Sorry to leave you hanging, audience! All is well.

What it's all about

One day last week my old whiplash injury reared its ugly head while I was at work. I couldn't even drive home. I phoned Bec to come pick me up. She and Quinn arrived and I got in the back seat alongside Quinn. Apparently he was at the end of his rope, and his lip was extended in full quivering pout. But when I in my pain, and Quinn in his throes, caught sight of one another, we both broke into big grins. Somehow our respective problems seemed diminished.

I guess that's what it's all about.

Sleep training, Night 1

It took 50 minutes of crying, but he went to sleep in his own crib, in his own room, without a boob in his mouth, with me at his bedside trying to look disinterested. Hopefully that was the worst of it. It actually hasn't been too bad so far. He got up to maybe a level 8 out of 10 wail, maybe a 9, but only for a few seconds, and it was followed by a lull.
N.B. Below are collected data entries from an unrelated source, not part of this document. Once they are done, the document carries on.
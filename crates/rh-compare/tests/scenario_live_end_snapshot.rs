//! Scenario: comparing against the live catalogue
//!
//! # Invariants under test
//!
//! 1. With `EndPoint::Live`, the end set is the supplied catalogue, not a
//!    reconstruction.
//! 2. A lender missing from the live catalogue has every start product
//!    reported as removed.
//! 3. Rate-type filter applies to both sides: a product whose term changed
//!    out of the filter is removed, one that moved into it is new.

use std::collections::BTreeMap;

use rh_compare::{compare, CompareFilters, ComparisonStatus, ComparisonSummary, EndPoint};
use rh_schemas::HistoryLog;
use rh_testkit::{fixed_product, product, LogBuilder};

fn history() -> BTreeMap<String, HistoryLog> {
    let aib = LogBuilder::new("aib", "2024-06-01")
        .baseline_product(fixed_product("f", "aib", 3, 3.9))
        .baseline_product(fixed_product("g", "aib", 5, 3.7))
        .baseline_product(product("v", "aib", 4.2))
        .build();
    let ptsb = LogBuilder::new("ptsb", "2024-06-01")
        .baseline_product(product("p1", "ptsb", 4.5))
        .build();
    BTreeMap::from([("aib".to_string(), aib), ("ptsb".to_string(), ptsb)])
}

#[test]
fn live_catalogue_replaces_reconstruction() {
    let live = BTreeMap::from([(
        "aib".to_string(),
        vec![
            fixed_product("f", "aib", 3, 3.75),
            fixed_product("g", "aib", 5, 3.7),
            product("v", "aib", 4.3),
        ],
    )]);

    let out = compare(
        &history(),
        rh_testkit::ts("2024-07-01"),
        &EndPoint::Live(live),
        &CompareFilters::default(),
    );
    let summary = ComparisonSummary::from_entries(&out);
    assert_eq!(summary.decreased, 1);
    assert_eq!(summary.unchanged, 1);
    assert_eq!(summary.increased, 1);
    assert_eq!(summary.removed, 1, "ptsb missing from live catalogue");
    assert_eq!(summary.total, 4);
    assert_eq!(out.last().map(|e| e.lender_id.as_str()), Some("ptsb"));
}

#[test]
fn rate_type_filter_applies_to_both_sides() {
    let live = BTreeMap::from([(
        "aib".to_string(),
        vec![
            fixed_product("f", "aib", 4, 3.9),
            fixed_product("g", "aib", 3, 3.7),
        ],
    )]);
    let filters = CompareFilters {
        rate_type: Some("fixed-3".to_string()),
        ..CompareFilters::default()
    };
    let out = compare(
        &history(),
        rh_testkit::ts("2024-07-01"),
        &EndPoint::Live(live),
        &filters,
    );
    let rows: Vec<(&str, ComparisonStatus)> = out
        .iter()
        .map(|e| (e.product.id.as_str(), e.status))
        .collect();
    assert_eq!(
        rows,
        vec![("g", ComparisonStatus::New), ("f", ComparisonStatus::Removed)]
    );
}
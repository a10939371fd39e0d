//! Scenario: per-product time series across a product's lifecycle
//!
//! # Invariants under test
//!
//! 1. `time_series` is `None` iff the id never appears in the baseline or in
//!    any `Add`.
//! 2. Points are chronological even when changesets were supplied out of
//!    order.
//! 3. Remove-then-add stitches into one series; updates in between are
//!    silent.

use rh_history::time_series;
use rh_schemas::HistoryLog;
use rh_testkit::{add, product, remove, ts, update_rate, LogBuilder};

fn lifecycle() -> LogBuilder {
    LogBuilder::new("aib", "2024-06-01")
        .baseline_product(product("rate-1", "aib", 3.5))
        .changeset("2024-09-01", vec![remove("rate-1")])
        .changeset("2024-07-01", vec![update_rate("rate-1", 3.25)])
        .changeset("2024-08-01", vec![add(product("rate-2", "aib", 4.0))])
        .changeset("2024-10-01", vec![update_rate("rate-1", 3.0), update_rate("ghost", 1.0)])
        .changeset("2024-11-01", vec![add(product("rate-1", "aib", 3.4))])
        .changeset("2024-12-01", vec![update_rate("rate-1", 3.3)])
}

#[test]
fn series_exists_iff_observed() {
    let log = lifecycle().build();
    assert!(time_series(&log, "rate-1").is_some());
    assert!(time_series(&log, "rate-2").is_some());
    assert!(time_series(&log, "ghost").is_none());
    assert!(time_series(&log, "never-mentioned").is_none());
}

#[test]
fn points_are_chronological_and_stitched() {
    let log = lifecycle().build();
    let s = time_series(&log, "rate-1").unwrap();
    let got: Vec<(String, f64)> = s
        .data_points
        .iter()
        .map(|p| (p.timestamp.format("%Y-%m-%d").to_string(), p.rate))
        .collect();
    assert_eq!(
        got,
        vec![
            ("2024-06-01".to_string(), 3.5),
            ("2024-07-01".to_string(), 3.25),
            ("2024-11-01".to_string(), 3.4),
            ("2024-12-01".to_string(), 3.3),
        ]
    );
    assert!(s.data_points.windows(2).all(|w| w[0].timestamp <= w[1].timestamp));
}

#[test]
fn added_product_starts_at_add_time() {
    let log = lifecycle().build();
    let s = time_series(&log, "rate-2").unwrap();
    assert_eq!(s.data_points.len(), 1);
    assert_eq!(s.data_points[0].timestamp, ts("2024-08-01"));
}

#[test]
fn series_is_independent_of_input_order() {
    let builder = lifecycle();
    let a = builder.clone().build();
    let mut reversed = builder.raw_changesets();
    reversed.reverse();
    let b = HistoryLog::new("aib", a.baseline.clone(), reversed);
    assert_eq!(time_series(&a, "rate-1"), time_series(&b, "rate-1"));
}
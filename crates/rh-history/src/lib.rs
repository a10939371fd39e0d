//! rh-history
//!
//! Point-in-time reconstruction and change extraction over a per-lender
//! `HistoryLog` (baseline + changesets):
//! - `reconstruct`: full product snapshot at an instant
//! - `time_series`: (timestamp, rate, apr) observations for one product
//! - `changes`: flat, timestamped added / removed / changed events
//! - `diff_fields`: field-level structural diff shared with rh-compare
//!
//! Pure deterministic logic. No IO, no clock, no shared state. The input log
//! is never mutated; every query returns freshly allocated values.

mod changes;
mod diff;
mod reconstruct;
mod series;
mod types;

pub use changes::{change_percent, changes, merged_changes};
pub use diff::{diff_fields, diff_products, Field, FieldChange, AUDITED_FIELDS, COMPARED_FIELDS};
pub use reconstruct::{apply_operation, reconstruct, reconstruct_products, Snapshot};
pub use series::{all_time_series, time_series};
pub use types::{ChangeEntry, ChangeType, ChangeWindow, DataPoint, TimeSeries};
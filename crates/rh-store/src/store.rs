use std::collections::{BTreeMap, HashMap};
use std::sync::Arc;

use rh_schemas::{validate_document, HistoryLog};
use tokio::sync::{OnceCell, RwLock};
use tokio::task::JoinSet;

use crate::{HistorySource, StoreError};

type Slot = Arc<OnceCell<Arc<HistoryLog>>>;

/// Decode a raw history document and check its structure.
pub fn parse_history(raw: &str) -> Result<HistoryLog, StoreError> {
    let log: HistoryLog =
        serde_json::from_str(raw).map_err(|e| StoreError::Decode(e.to_string()))?;
    validate_document(&log)?;
    Ok(log)
}

/// Per-lender cache of validated history logs.
///
/// Each lender owns one `OnceCell`. Concurrent callers for the same lender
/// await the same initialisation. A failed fetch leaves the cell empty so
/// the next call retries.
pub struct HistoryStore<S: HistorySource + ?Sized> {
    source: Arc<S>,
    cache: Arc<RwLock<HashMap<String, Slot>>>,
}

impl<S: HistorySource + ?Sized> Clone for HistoryStore<S> {
    fn clone(&self) -> Self {
        Self {
            source: Arc::clone(&self.source),
            cache: Arc::clone(&self.cache),
        }
    }
}

impl<S: HistorySource + ?Sized + 'static> HistoryStore<S> {
    pub fn new(source: Arc<S>) -> Self {
        Self {
            source,
            cache: Arc::new(RwLock::new(HashMap::new())),
        }
    }

    pub fn source_name(&self) -> &'static str {
        self.source.name()
    }

    async fn slot(&self, lender_id: &str) -> Slot {
        if let Some(slot) = self.cache.read().await.get(lender_id) {
            return Arc::clone(slot);
        }
        let mut cache = self.cache.write().await;
        Arc::clone(
            cache
                .entry(lender_id.to_string())
                .or_insert_with(|| Arc::new(OnceCell::new())),
        )
    }

    async fn load(&self, lender_id: &str) -> Result<Arc<HistoryLog>, StoreError> {
        tracing::debug!(lender_id, source = self.source.name(), "fetching history");
        let raw = self.source.fetch_document(lender_id).await?;
        let log = parse_history(&raw)?;
        if log.lender_id != lender_id {
            return Err(StoreError::LenderMismatch {
                requested: lender_id.to_string(),
                found: log.lender_id,
            });
        }
        tracing::info!(
            lender_id,
            changesets = log.changesets().len(),
            baseline_products = log.baseline.rates.len(),
            "history loaded"
        );
        Ok(Arc::new(log))
    }

    /// Cached log for `lender_id`, fetching it on first use.
    pub async fn get_or_fetch(&self, lender_id: &str) -> Result<Arc<HistoryLog>, StoreError> {
        let slot = self.slot(lender_id).await;
        if let Some(log) = slot.get() {
            tracing::trace!(lender_id, "history cache hit");
            return Ok(Arc::clone(log));
        }
        slot.get_or_try_init(|| self.load(lender_id))
            .await
            .map(Arc::clone)
    }

    /// Logs for every requested lender that could be loaded.
    ///
    /// Lenders that fail are logged and left out of the map.
    pub async fn get_many<I, L>(&self, lender_ids: I) -> BTreeMap<String, Arc<HistoryLog>>
    where
        I: IntoIterator<Item = L>,
        L: Into<String>,
    {
        let mut tasks: JoinSet<(String, Result<Arc<HistoryLog>, StoreError>)> = JoinSet::new();
        for lender_id in lender_ids {
            let lender_id: String = lender_id.into();
            let store = self.clone();
            tasks.spawn(async move {
                let res = store.get_or_fetch(&lender_id).await;
                (lender_id, res)
            });
        }

        let mut out: BTreeMap<String, Arc<HistoryLog>> = BTreeMap::new();
        while let Some(joined) = tasks.join_next().await {
            match joined {
                Ok((lender_id, Ok(log))) => {
                    out.insert(lender_id, log);
                }
                Ok((lender_id, Err(e))) => {
                    tracing::warn!(lender_id = %lender_id, error = %e, "history unavailable; lender skipped");
                }
                Err(e) => {
                    tracing::warn!(error = %e, "history fetch task failed");
                }
            }
        }
        out
    }

    /// Drop the cached log so the next access refetches.
    pub async fn invalidate(&self, lender_id: &str) -> bool {
        self.cache.write().await.remove(lender_id).is_some()
    }

    /// Lenders with a successfully loaded log, sorted.
    pub async fn cached_lenders(&self) -> Vec<String> {
        let cache = self.cache.read().await;
        let mut ids: Vec<String> = cache
            .iter()
            .filter(|(_, slot)| slot.initialized())
            .map(|(id, _)| id.clone())
            .collect();
        ids.sort();
        ids
    }
}

#[cfg(test)]
mod tests {
    use super::*;
    use std::sync::atomic::{AtomicUsize, Ordering};

    use rh_testkit::{product, rate_cut_log, update_rate, LogBuilder};

    /// In-memory source that counts fetches.
    struct CountingSource {
        docs: HashMap<String, String>,
        calls: AtomicUsize,
    }

    impl CountingSource {
        fn with(docs: &[(&str, String)]) -> Self {
            Self {
                docs: docs
                    .iter()
                    .map(|(k, v)| (k.to_string(), v.clone()))
                    .collect(),
                calls: AtomicUsize::new(0),
            }
        }
    }

    #[async_trait::async_trait]
    impl HistorySource for CountingSource {
        fn name(&self) -> &'static str {
            "counting"
        }

        async fn fetch_document(&self, lender_id: &str) -> Result<String, StoreError> {
            self.calls.fetch_add(1, Ordering::SeqCst);
            self.docs
                .get(lender_id)
                .cloned()
                .ok_or_else(|| StoreError::NotFound {
                    lender_id: lender_id.to_string(),
                })
        }
    }

    fn doc() -> String {
        serde_json::to_string(&rate_cut_log()).unwrap()
    }

    #[test]
    fn parse_rejects_garbage_and_invalid_documents() {
        assert!(matches!(parse_history("not json"), Err(StoreError::Decode(_))));

        let mut log = rate_cut_log();
        log.lender_id = String::new();
        let raw = serde_json::to_string(&log).unwrap();
        assert!(matches!(parse_history(&raw), Err(StoreError::Invalid(_))));
    }

    #[test]
    fn parse_sorts_unordered_changesets() {
        let log = LogBuilder::new("aib", "2024-06-01")
            .baseline_product(product("rate-1", "aib", 3.5))
            .changeset("2024-07-01", vec![update_rate("rate-1", 3.4)])
            .changeset("2024-08-01", vec![update_rate("rate-1", 3.3)])
            .build();
        let mut v = serde_json::to_value(&log).unwrap();
        v["changesets"].as_array_mut().unwrap().reverse();
        let parsed = parse_history(&v.to_string()).unwrap();
        assert!(parsed.is_chronological());
        assert_eq!(parsed, log);
    }

    #[tokio::test]
    async fn second_get_is_served_from_cache() {
        let src = Arc::new(CountingSource::with(&[("aib", doc())]));
        let store = HistoryStore::new(Arc::clone(&src));

        let a = store.get_or_fetch("aib").await.unwrap();
        let b = store.get_or_fetch("aib").await.unwrap();
        assert!(Arc::ptr_eq(&a, &b));
        assert_eq!(src.calls.load(Ordering::SeqCst), 1);
        assert_eq!(store.cached_lenders().await, vec!["aib".to_string()]);
    }

    #[tokio::test]
    async fn failures_are_retried() {
        let src = Arc::new(CountingSource::with(&[]));
        let store = HistoryStore::new(Arc::clone(&src));

        assert!(store.get_or_fetch("boi").await.is_err());
        assert!(store.get_or_fetch("boi").await.is_err());
        assert_eq!(src.calls.load(Ordering::SeqCst), 2);
        assert!(store.cached_lenders().await.is_empty());
    }

    #[tokio::test]
    async fn mismatched_lender_is_rejected() {
        let src = Arc::new(CountingSource::with(&[("boi", doc())]));
        let store = HistoryStore::new(src);
        match store.get_or_fetch("boi").await {
            Err(StoreError::LenderMismatch { requested, found }) => {
                assert_eq!(requested, "boi");
                assert_eq!(found, "aib");
            }
            other => panic!("expected LenderMismatch, got {other:?}"),
        }
    }

    #[tokio::test]
    async fn invalidate_forces_refetch() {
        let src = Arc::new(CountingSource::with(&[("aib", doc())]));
        let store = HistoryStore::new(Arc::clone(&src));

        store.get_or_fetch("aib").await.unwrap();
        assert!(store.invalidate("aib").await);
        assert!(!store.invalidate("aib").await);
        store.get_or_fetch("aib").await.unwrap();
        assert_eq!(src.calls.load(Ordering::SeqCst), 2);
    }

    #[tokio::test]
    async fn get_many_omits_failures() {
        let src = Arc::new(CountingSource::with(&[("aib", doc())]));
        let store = HistoryStore::new(src);
        let logs = store.get_many(["aib", "missing"]).await;
        assert_eq!(logs.keys().cloned().collect::<Vec<_>>(), vec!["aib"]);
    }
}
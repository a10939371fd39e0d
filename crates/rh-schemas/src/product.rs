use serde::{Deserialize, Serialize};

/// Fixed vs variable rate.
#[derive(Clone, Copy, Debug, PartialEq, Eq, PartialOrd, Ord, Hash, Serialize, Deserialize)]
#[serde(rename_all = "lowercase")]
pub enum RateType {
    Fixed,
    Variable,
}

/// A single mortgage rate offering.
///
/// `id` is stable across the product's lifetime and unique within any
/// reconstructed snapshot. `rate` is the headline percentage and the primary
/// comparison key; `apr` is the annualised cost of credit when published.
#[derive(Clone, Debug, PartialEq, Serialize, Deserialize)]
#[serde(rename_all = "camelCase")]
pub struct Product {
    pub id: String,
    pub name: String,
    pub lender_id: String,
    #[serde(rename = "type")]
    pub rate_type: RateType,
    #[serde(default, skip_serializing_if = "Option::is_none")]
    pub fixed_term: Option<u32>,
    pub rate: f64,
    #[serde(default, skip_serializing_if = "Option::is_none")]
    pub apr: Option<f64>,
    pub min_ltv: f64,
    pub max_ltv: f64,
    #[serde(default)]
    pub buyer_types: Vec<String>,
    #[serde(default, skip_serializing_if = "Option::is_none")]
    pub ber_eligible: Option<Vec<String>>,
    #[serde(default)]
    pub perks: Vec<String>,
    #[serde(default, skip_serializing_if = "Option::is_none")]
    pub min_loan: Option<f64>,
    #[serde(default, skip_serializing_if = "Option::is_none")]
    pub new_business: Option<bool>,
    #[serde(default, skip_serializing_if = "Option::is_none")]
    pub warning: Option<String>,
}

impl Product {
    /// Minimal product: variable, full LTV range, no buyer types.
    pub fn new(
        id: impl Into<String>,
        name: impl Into<String>,
        lender_id: impl Into<String>,
        rate: f64,
    ) -> Self {
        Self {
            id: id.into(),
            name: name.into(),
            lender_id: lender_id.into(),
            rate_type: RateType::Variable,
            fixed_term: None,
            rate,
            apr: None,
            min_ltv: 0.0,
            max_ltv: 100.0,
            buyer_types: Vec::new(),
            ber_eligible: None,
            perks: Vec::new(),
            min_loan: None,
            new_business: None,
            warning: None,
        }
    }
}

/// Derived rate-type key used for filtering: `variable`, `fixed-{term}`.
///
/// A fixed product without a published term maps to plain `fixed`.
pub fn rate_type_key(product: &Product) -> String {
    match (product.rate_type, product.fixed_term) {
        (RateType::Variable, _) => "variable".to_string(),
        (RateType::Fixed, Some(term)) => format!("fixed-{term}"),
        (RateType::Fixed, None) => "fixed".to_string(),
    }
}

/// Sparse partial update for a product.
///
/// Only `id` is mandatory. Every other field is `Some` when the update sets
/// it and `None` when it leaves it unchanged. A patch cannot clear an
/// optional field back to "absent"; the history document has no way to say so.
#[derive(Clone, Debug, Default, PartialEq, Serialize, Deserialize)]
#[serde(rename_all = "camelCase")]
pub struct ProductPatch {
    pub id: String,
    #[serde(default, skip_serializing_if = "Option::is_none")]
    pub name: Option<String>,
    #[serde(default, skip_serializing_if = "Option::is_none")]
    pub lender_id: Option<String>,
    #[serde(default, rename = "type", skip_serializing_if = "Option::is_none")]
    pub rate_type: Option<RateType>,
    #[serde(default, skip_serializing_if = "Option::is_none")]
    pub fixed_term: Option<u32>,
    #[serde(default, skip_serializing_if = "Option::is_none")]
    pub rate: Option<f64>,
    #[serde(default, skip_serializing_if = "Option::is_none")]
    pub apr: Option<f64>,
    #[serde(default, skip_serializing_if = "Option::is_none")]
    pub min_ltv: Option<f64>,
    #[serde(default, skip_serializing_if = "Option::is_none")]
    pub max_ltv: Option<f64>,
    #[serde(default, skip_serializing_if = "Option::is_none")]
    pub buyer_types: Option<Vec<String>>,
    #[serde(default, skip_serializing_if = "Option::is_none")]
    pub ber_eligible: Option<Vec<String>>,
    #[serde(default, skip_serializing_if = "Option::is_none")]
    pub perks: Option<Vec<String>>,
    #[serde(default, skip_serializing_if = "Option::is_none")]
    pub min_loan: Option<f64>,
    #[serde(default, skip_serializing_if = "Option::is_none")]
    pub new_business: Option<bool>,
    #[serde(default, skip_serializing_if = "Option::is_none")]
    pub warning: Option<String>,
}

impl ProductPatch {
    pub fn new(id: impl Into<String>) -> Self {
        Self {
            id: id.into(),
            ..Self::default()
        }
    }

    pub fn with_rate(mut self, rate: f64) -> Self {
        self.rate = Some(rate);
        self
    }

    pub fn with_apr(mut self, apr: f64) -> Self {
        self.apr = Some(apr);
        self
    }

    pub fn with_name(mut self, name: impl Into<String>) -> Self {
        self.name = Some(name.into());
        self
    }

    /// Merge every present field onto `product`. `id` is never rewritten.
    pub fn apply_to(&self, product: &mut Product) {
        if let Some(v) = &self.name {
            product.name = v.clone();
        }
        if let Some(v) = &self.lender_id {
            product.lender_id = v.clone();
        }
        if let Some(v) = self.rate_type {
            product.rate_type = v;
        }
        if let Some(v) = self.fixed_term {
            product.fixed_term = Some(v);
        }
        if let Some(v) = self.rate {
            product.rate = v;
        }
        if let Some(v) = self.apr {
            product.apr = Some(v);
        }
        if let Some(v) = self.min_ltv {
            product.min_ltv = v;
        }
        if let Some(v) = self.max_ltv {
            product.max_ltv = v;
        }
        if let Some(v) = &self.buyer_types {
            product.buyer_types = v.clone();
        }
        if let Some(v) = &self.ber_eligible {
            product.ber_eligible = Some(v.clone());
        }
        if let Some(v) = &self.perks {
            product.perks = v.clone();
        }
        if let Some(v) = self.min_loan {
            product.min_loan = Some(v);
        }
        if let Some(v) = self.new_business {
            product.new_business = Some(v);
        }
        if let Some(v) = &self.warning {
            product.warning = Some(v.clone());
        }
    }

    /// Non-mutating variant of [`apply_to`](Self::apply_to).
    pub fn applied(&self, product: &Product) -> Product {
        let mut out = product.clone();
        self.apply_to(&mut out);
        out
    }
}
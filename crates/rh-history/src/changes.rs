//! Change log extraction.
//!
//! # Window semantics
//!
//! - Baseline inside the window: one `added` entry per baseline product.
//! - Changesets before `start`: replayed silently so entries at the window
//!   boundary see the correct previous state.
//! - Changesets inside the window: replayed and emitted.
//! - Changesets after `end`: not processed at all.
//!
//! `Remove` / `Update` of an untracked id emit nothing, mirroring
//! reconstruction's no-op rule, so replaying the emitted entries from an
//! unbounded start reproduces `reconstruct` at the window end.

use chrono::{DateTime, Utc};
use rh_schemas::{HistoryLog, Operation, Product};

use crate::diff::{diff_fields, AUDITED_FIELDS};
use crate::reconstruct::baseline_state;
use crate::types::{ChangeEntry, ChangeType, ChangeWindow};

/// Percentage move relative to `previous`.
///
/// `None` when `previous` is zero: the percentage is undefined and callers
/// display it as missing rather than infinite.
pub fn change_percent(previous: f64, amount: f64) -> Option<f64> {
    if previous == 0.0 {
        return None;
    }
    Some(amount / previous * 100.0)
}

fn added_entry(lender_id: &str, p: &Product, at: DateTime<Utc>) -> ChangeEntry {
    ChangeEntry {
        lender_id: lender_id.to_string(),
        product_id: p.id.clone(),
        product_name: p.name.clone(),
        timestamp: at,
        previous_rate: None,
        new_rate: Some(p.rate),
        change_type: ChangeType::Added,
        change_amount: None,
        change_percent: None,
        field_changes: None,
    }
}

fn removed_entry(lender_id: &str, p: &Product, at: DateTime<Utc>) -> ChangeEntry {
    ChangeEntry {
        lender_id: lender_id.to_string(),
        product_id: p.id.clone(),
        product_name: p.name.clone(),
        timestamp: at,
        previous_rate: Some(p.rate),
        new_rate: None,
        change_type: ChangeType::Removed,
        change_amount: None,
        change_percent: None,
        field_changes: None,
    }
}

/// `None` when nothing compared differs.
fn changed_entry(
    lender_id: &str,
    prev: &Product,
    next: &Product,
    at: DateTime<Utc>,
) -> Option<ChangeEntry> {
    let field_changes = diff_fields(prev, next, AUDITED_FIELDS);
    if field_changes.is_empty() {
        return None;
    }

    let amount = if prev.rate != next.rate {
        next.rate - prev.rate
    } else {
        0.0
    };

    Some(ChangeEntry {
        lender_id: lender_id.to_string(),
        product_id: next.id.clone(),
        product_name: next.name.clone(),
        timestamp: at,
        previous_rate: Some(prev.rate),
        new_rate: Some(next.rate),
        change_type: ChangeType::Changed,
        change_amount: Some(amount),
        change_percent: change_percent(prev.rate, amount),
        field_changes: Some(field_changes),
    })
}

/// Flat change log for one lender within `window`, in replay order.
pub fn changes(log: &HistoryLog, window: ChangeWindow) -> Vec<ChangeEntry> {
    let lender_id = log.lender_id.as_str();
    let mut out: Vec<ChangeEntry> = Vec::new();
    let mut state = baseline_state(log);

    if window.contains(log.baseline.timestamp) {
        for p in &log.baseline.rates {
            out.push(added_entry(lender_id, p, log.baseline.timestamp));
        }
    }

    for cs in log.changesets() {
        if window.is_after_end(cs.timestamp) {
            break;
        }
        let emit = !window.is_before_start(cs.timestamp);

        for op in &cs.operations {
            match op {
                Operation::Add { rate } => {
                    if emit {
                        out.push(added_entry(lender_id, rate, cs.timestamp));
                    }
                    state.insert(rate.id.clone(), rate.clone());
                }
                Operation::Remove { id } => {
                    if let Some(prev) = state.remove(id) {
                        if emit {
                            out.push(removed_entry(lender_id, &prev, cs.timestamp));
                        }
                    }
                }
                Operation::Update { id, changes } => {
                    let Some(prev) = state.get(id) else {
                        continue;
                    };
                    let next = changes.applied(prev);
                    if emit {
                        if let Some(entry) = changed_entry(lender_id, prev, &next, cs.timestamp) {
                            out.push(entry);
                        }
                    }
                    state.insert(id.clone(), next);
                }
            }
        }
    }

    out
}

/// Change logs for several lenders merged newest first.
///
/// Ties break on lender id, then product id, so output is deterministic.
pub fn merged_changes<'a, I>(logs: I, window: ChangeWindow) -> Vec<ChangeEntry>
where
    I: IntoIterator<Item = &'a HistoryLog>,
{
    let mut out: Vec<ChangeEntry> = logs
        .into_iter()
        .flat_map(|log| changes(log, window))
        .collect();
    out.sort_by(|a, b| {
        b.timestamp
            .cmp(&a.timestamp)
            .then_with(|| a.lender_id.cmp(&b.lender_id))
            .then_with(|| a.product_id.cmp(&b.product_id))
    });
    out
}
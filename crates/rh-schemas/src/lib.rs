//! rh-schemas
//!
//! Data model for per-lender mortgage rate history:
//! - `Product`: one rate offering as published by a lender
//! - `ProductPatch`: sparse update, every field behind an explicit `Option`
//! - `Operation`: tagged add / remove / update
//! - `HistoryLog`: baseline + chronologically sorted changesets
//!
//! Serde names follow the published history document (`camelCase`,
//! `op`-tagged operations). Pure data; no IO.

mod history;
mod product;
mod validate;

pub use history::{Baseline, Changeset, HistoryLog, Operation};
pub use product::{rate_type_key, Product, ProductPatch, RateType};
pub use validate::{validate_document, ValidationError};
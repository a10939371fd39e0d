//! Config hash stability
//!
//! GREEN when:
//! - loading the same layers twice yields the same hash
//! - reordering keys within a layer does not change the hash
//! - different values produce different hashes
//! - an overlay changes the hash and wins over the base

use rh_config::load_layered_yaml_from_strings;

const BASE_YAML: &str = r#"
source:
  kind: fs
  dir: data/history
lenders:
  - id: aib
    name: AIB
  - id: boi
    name: Bank of Ireland
compare:
  buyer_category: pdh
"#;

const BASE_YAML_REORDERED: &str = r#"
compare:
  buyer_category: pdh
lenders:
  - name: AIB
    id: aib
  - name: Bank of Ireland
    id: boi
source:
  dir: data/history
  kind: fs
"#;

const OVERLAY_YAML: &str = r#"
source:
  kind: http
  base_url: "https://rates.example.com/history"
compare:
  rate_type: fixed-3
"#;

#[test]
fn same_input_produces_identical_hash() {
    let a = load_layered_yaml_from_strings(&[BASE_YAML]).unwrap();
    let b = load_layered_yaml_from_strings(&[BASE_YAML]).unwrap();
    assert_eq!(a.config_hash, b.config_hash);
    assert_eq!(a.canonical_json, b.canonical_json);
}

#[test]
fn key_order_does_not_change_hash() {
    let a = load_layered_yaml_from_strings(&[BASE_YAML]).unwrap();
    let b = load_layered_yaml_from_strings(&[BASE_YAML_REORDERED]).unwrap();
    assert_eq!(a.config_hash, b.config_hash);
}

#[test]
fn different_values_change_hash() {
    let a = load_layered_yaml_from_strings(&[BASE_YAML]).unwrap();
    let b = load_layered_yaml_from_strings(&[&BASE_YAML.replace("pdh", "btl")]).unwrap();
    assert_ne!(a.config_hash, b.config_hash);
}

#[test]
fn overlay_wins_and_changes_hash() {
    let base = load_layered_yaml_from_strings(&[BASE_YAML]).unwrap();
    let merged = load_layered_yaml_from_strings(&[BASE_YAML, OVERLAY_YAML]).unwrap();
    assert_ne!(base.config_hash, merged.config_hash);
    assert_eq!(
        merged.config_json.pointer("/source/kind").and_then(|v| v.as_str()),
        Some("http")
    );
    // merged objects keep base siblings
    assert_eq!(
        merged
            .config_json
            .pointer("/compare/buyer_category")
            .and_then(|v| v.as_str()),
        Some("pdh")
    );
}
It seems brutal somehow, but he already seems to be adapting. Hopefully the end of something means the beginning of something else - I think sleeping on his own will be better for everyone. Quinn will sleep better. Rebecca will sleep better.

I'm glad to be contributing to this enterprise too. Bless her soul for doing almost all the work, but I think Bec was about to impale herself on her sword on the path we were on.

Friday, July 18, 2008

The artist formerly known as Poopsie

Apparently the Poopsie moniker is not currently accurate. It's been a few days now, and even that one was the culmination of a few days' accumulation. We're not certain there's cause for medical concern, but we *are* certain there's cause for diaper changing concern. There's no way one diaper will contain three days' worth...plus his first solids. Wish us luck at swimming tomorrow. Maybe I'll let Bec go in the water with him :)

He continues to scowl at solids and keep coming back for more. So long as there's still room in there, we'll continue offering them to him.

Speaking of that, gotta go get some solids of my own. Haircut tonight, got home late. Missed bathtime - might have to get my haircuts and other errands done sometime other than on the way home from work.